TASK REQUIREMENTS.
Filter the listing below down to the lines with the word "events" and copy those.

==== DATA LISTING ====

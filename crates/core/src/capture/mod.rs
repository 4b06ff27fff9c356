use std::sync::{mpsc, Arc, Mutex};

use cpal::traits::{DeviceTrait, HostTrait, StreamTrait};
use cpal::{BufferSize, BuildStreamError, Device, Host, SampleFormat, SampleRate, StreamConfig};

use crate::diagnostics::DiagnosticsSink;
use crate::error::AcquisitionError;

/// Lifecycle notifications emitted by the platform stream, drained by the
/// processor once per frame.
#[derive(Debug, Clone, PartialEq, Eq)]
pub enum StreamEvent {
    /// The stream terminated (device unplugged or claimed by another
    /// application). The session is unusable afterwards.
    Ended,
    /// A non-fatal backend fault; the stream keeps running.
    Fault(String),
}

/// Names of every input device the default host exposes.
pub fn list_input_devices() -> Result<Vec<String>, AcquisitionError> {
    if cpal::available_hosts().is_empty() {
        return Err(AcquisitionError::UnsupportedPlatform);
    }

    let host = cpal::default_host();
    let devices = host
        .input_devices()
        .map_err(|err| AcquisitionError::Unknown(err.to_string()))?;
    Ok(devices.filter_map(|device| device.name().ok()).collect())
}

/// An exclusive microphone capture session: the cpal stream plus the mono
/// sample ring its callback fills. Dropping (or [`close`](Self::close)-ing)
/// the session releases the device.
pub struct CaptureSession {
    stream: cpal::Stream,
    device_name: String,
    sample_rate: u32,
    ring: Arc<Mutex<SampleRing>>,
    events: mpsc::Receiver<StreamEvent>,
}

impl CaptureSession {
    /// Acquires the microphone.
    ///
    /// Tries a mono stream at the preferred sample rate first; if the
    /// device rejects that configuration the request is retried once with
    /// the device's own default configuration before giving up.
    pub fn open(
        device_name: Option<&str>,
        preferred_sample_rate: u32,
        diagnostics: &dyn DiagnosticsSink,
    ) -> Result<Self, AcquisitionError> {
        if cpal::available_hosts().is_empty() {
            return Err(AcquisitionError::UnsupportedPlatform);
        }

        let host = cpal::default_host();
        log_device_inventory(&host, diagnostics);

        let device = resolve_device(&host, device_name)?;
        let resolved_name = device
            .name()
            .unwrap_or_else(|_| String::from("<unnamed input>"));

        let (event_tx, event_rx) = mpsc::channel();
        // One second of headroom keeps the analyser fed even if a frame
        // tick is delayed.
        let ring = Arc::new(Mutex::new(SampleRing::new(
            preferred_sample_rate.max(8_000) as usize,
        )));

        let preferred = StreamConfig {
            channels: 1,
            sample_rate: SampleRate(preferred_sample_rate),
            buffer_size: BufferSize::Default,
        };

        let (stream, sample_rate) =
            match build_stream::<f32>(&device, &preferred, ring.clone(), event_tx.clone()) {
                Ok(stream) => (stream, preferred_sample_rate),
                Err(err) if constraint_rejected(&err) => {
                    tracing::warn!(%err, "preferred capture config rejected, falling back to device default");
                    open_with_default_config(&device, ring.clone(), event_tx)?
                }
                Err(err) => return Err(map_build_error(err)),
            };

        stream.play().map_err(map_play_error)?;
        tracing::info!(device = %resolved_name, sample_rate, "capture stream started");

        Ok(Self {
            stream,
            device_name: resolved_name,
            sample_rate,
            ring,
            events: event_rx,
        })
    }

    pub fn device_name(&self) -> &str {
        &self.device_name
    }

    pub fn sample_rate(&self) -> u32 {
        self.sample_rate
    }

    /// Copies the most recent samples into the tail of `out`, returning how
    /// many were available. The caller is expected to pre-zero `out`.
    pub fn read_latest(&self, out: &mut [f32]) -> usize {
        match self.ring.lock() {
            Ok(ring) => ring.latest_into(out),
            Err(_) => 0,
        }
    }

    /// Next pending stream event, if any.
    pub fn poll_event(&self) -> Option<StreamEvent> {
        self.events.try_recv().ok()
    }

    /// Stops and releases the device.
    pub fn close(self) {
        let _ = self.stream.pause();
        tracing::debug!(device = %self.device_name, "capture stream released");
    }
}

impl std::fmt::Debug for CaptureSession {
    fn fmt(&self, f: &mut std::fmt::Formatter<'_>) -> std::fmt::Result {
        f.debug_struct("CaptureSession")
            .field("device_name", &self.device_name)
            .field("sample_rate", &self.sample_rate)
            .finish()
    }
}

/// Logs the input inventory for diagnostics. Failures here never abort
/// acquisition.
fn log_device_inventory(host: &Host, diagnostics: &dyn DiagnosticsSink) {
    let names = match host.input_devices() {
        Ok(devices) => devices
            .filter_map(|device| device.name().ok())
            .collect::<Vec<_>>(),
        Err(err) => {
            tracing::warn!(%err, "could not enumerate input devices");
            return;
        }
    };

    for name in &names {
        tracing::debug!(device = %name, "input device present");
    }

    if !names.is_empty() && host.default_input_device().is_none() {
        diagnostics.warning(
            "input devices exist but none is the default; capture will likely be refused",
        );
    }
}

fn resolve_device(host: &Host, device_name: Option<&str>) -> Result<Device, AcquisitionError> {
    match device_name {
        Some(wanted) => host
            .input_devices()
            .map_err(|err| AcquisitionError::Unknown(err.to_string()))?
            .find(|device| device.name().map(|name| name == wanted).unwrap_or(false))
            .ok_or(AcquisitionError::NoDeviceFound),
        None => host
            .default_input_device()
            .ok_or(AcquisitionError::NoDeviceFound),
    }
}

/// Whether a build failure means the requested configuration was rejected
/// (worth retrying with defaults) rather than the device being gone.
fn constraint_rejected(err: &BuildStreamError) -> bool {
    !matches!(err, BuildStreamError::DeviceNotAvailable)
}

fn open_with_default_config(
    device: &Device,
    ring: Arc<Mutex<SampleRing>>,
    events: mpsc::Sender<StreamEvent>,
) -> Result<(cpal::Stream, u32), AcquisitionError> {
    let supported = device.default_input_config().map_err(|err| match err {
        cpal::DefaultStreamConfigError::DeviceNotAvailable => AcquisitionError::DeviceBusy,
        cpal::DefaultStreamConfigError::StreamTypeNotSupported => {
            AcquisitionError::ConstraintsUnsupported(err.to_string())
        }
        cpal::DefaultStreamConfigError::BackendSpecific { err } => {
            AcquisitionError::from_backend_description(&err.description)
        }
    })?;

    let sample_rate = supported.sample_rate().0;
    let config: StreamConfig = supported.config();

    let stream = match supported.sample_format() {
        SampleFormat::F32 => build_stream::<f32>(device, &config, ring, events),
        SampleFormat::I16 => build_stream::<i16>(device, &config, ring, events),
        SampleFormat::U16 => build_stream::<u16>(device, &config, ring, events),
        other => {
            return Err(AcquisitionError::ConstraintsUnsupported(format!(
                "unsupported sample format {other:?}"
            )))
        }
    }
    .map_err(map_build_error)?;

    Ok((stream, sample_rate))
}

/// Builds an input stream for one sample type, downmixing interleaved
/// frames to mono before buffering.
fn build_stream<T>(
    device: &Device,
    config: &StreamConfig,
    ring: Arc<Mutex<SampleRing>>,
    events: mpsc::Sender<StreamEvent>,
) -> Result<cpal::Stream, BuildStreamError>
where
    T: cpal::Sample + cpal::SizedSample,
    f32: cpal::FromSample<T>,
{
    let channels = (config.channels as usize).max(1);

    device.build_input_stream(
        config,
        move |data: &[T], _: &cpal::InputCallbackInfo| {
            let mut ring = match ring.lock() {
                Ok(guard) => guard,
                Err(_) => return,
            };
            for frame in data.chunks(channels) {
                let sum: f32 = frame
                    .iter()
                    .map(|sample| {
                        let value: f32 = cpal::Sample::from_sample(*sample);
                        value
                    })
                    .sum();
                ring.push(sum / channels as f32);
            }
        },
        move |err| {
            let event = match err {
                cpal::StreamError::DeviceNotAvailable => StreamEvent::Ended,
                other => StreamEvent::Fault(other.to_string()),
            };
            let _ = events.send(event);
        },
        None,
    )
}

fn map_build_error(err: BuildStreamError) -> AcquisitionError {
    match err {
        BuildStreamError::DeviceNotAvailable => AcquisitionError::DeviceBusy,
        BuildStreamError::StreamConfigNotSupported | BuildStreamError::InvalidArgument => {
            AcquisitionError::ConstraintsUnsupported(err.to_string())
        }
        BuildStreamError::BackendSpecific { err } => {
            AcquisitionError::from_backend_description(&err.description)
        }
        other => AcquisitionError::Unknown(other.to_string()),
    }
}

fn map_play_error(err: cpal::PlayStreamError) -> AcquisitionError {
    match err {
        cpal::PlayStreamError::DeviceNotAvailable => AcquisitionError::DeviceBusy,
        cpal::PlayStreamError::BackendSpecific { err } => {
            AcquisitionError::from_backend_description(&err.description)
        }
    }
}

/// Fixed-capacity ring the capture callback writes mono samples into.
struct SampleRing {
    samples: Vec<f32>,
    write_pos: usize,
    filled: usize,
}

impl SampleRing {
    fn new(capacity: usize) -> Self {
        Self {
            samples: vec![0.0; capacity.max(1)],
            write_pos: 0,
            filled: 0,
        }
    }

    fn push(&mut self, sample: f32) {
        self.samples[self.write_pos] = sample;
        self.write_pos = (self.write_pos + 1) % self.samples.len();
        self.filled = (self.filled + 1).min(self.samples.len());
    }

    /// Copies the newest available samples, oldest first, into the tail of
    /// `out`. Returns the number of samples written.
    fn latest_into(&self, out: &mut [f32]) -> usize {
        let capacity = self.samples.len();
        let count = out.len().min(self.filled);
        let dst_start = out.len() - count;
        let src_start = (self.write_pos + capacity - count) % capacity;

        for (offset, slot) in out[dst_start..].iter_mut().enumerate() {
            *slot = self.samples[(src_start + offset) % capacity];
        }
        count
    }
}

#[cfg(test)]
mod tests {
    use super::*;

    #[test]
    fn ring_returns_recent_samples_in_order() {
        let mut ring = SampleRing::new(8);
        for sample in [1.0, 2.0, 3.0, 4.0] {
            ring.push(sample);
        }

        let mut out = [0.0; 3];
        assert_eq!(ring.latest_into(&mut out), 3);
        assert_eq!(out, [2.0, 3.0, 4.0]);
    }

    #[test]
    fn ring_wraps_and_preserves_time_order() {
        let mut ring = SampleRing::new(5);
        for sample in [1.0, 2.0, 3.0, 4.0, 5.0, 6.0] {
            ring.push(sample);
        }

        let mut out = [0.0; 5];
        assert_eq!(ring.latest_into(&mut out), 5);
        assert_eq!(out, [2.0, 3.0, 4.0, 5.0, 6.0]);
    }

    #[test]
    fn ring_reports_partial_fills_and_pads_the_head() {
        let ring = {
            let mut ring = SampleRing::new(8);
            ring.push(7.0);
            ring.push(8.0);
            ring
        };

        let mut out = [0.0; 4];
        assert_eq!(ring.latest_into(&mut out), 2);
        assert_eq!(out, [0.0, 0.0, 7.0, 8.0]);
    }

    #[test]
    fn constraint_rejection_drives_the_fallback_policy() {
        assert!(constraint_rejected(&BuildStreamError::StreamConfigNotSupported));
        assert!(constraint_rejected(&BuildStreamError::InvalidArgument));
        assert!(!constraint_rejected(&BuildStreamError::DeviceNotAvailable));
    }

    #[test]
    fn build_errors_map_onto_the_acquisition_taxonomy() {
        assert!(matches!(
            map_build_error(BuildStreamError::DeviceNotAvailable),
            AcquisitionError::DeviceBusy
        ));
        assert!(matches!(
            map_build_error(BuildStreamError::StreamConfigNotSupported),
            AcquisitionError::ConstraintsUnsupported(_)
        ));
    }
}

====

ANSWER TO THIS PROBLEM.
    events: mpsc::Receiver<StreamEvent>,
            events: event_rx,
        self.events.try_recv().ok()
    events: mpsc::Sender<StreamEvent>,
        SampleFormat::F32 => build_stream::<f32>(device, &config, ring, events),
        SampleFormat::I16 => build_stream::<i16>(device, &config, ring, events),
        SampleFormat::U16 => build_stream::<u16>(device, &config, ring, events),
    events: mpsc::Sender<StreamEvent>,
            let _ = events.send(event);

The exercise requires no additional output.